§ Work to be completed
Line count for "crate": say how many lines of the data contain it, with no other text.
━━━━━━━━
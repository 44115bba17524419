use crate::errors::Result;
use crate::risk::UserRiskProfile;

/// Trait for the risk-profile store.
pub trait RiskProfileStoreTrait: Send + Sync {
    /// Risk profiles of a tenant's users, optionally bounded to
    /// `lower < score < upper` (both bounds exclusive).
    fn risk_profiles(
        &self,
        tenant_id: &str,
        lower_risk_score: Option<i32>,
        upper_risk_score: Option<i32>,
    ) -> Result<Vec<UserRiskProfile>>;
}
━━━━━━━━
§ The completed task
2